[Saved data entries]
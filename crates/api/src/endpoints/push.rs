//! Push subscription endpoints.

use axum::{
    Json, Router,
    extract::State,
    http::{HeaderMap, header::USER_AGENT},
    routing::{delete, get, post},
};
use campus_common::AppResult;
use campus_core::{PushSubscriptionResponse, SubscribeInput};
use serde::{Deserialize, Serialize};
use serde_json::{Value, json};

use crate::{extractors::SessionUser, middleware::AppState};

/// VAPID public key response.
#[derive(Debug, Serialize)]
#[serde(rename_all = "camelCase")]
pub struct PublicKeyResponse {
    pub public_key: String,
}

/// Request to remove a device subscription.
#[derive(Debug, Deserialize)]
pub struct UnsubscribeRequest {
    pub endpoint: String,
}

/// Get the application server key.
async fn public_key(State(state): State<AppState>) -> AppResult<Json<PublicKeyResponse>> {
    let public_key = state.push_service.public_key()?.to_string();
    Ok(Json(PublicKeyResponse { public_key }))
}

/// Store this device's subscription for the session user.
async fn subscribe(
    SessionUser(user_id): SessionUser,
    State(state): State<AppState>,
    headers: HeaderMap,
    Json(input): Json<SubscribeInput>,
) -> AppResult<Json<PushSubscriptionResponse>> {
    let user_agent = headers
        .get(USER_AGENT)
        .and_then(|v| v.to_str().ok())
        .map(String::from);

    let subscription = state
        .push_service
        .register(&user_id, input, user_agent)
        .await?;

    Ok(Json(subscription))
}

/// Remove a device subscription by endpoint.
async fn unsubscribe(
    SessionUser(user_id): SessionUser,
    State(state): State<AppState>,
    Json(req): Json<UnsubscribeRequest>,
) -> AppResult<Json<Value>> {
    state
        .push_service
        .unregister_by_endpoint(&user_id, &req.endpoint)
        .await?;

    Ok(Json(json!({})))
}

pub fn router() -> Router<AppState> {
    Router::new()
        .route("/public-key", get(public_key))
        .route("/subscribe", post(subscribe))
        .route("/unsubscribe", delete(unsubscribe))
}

Exercise goal:
Print the lines above, unchanged, from the start of the records to the line with "use campus_common::AppResult;", including that final line.

Reply to the task:
filename crates/api/src/endpoints/push.rs
//! Push subscription endpoints.

use axum::{
    Json, Router,
    extract::State,
    http::{HeaderMap, header::USER_AGENT},
    routing::{delete, get, post},
};
use campus_common::AppResult;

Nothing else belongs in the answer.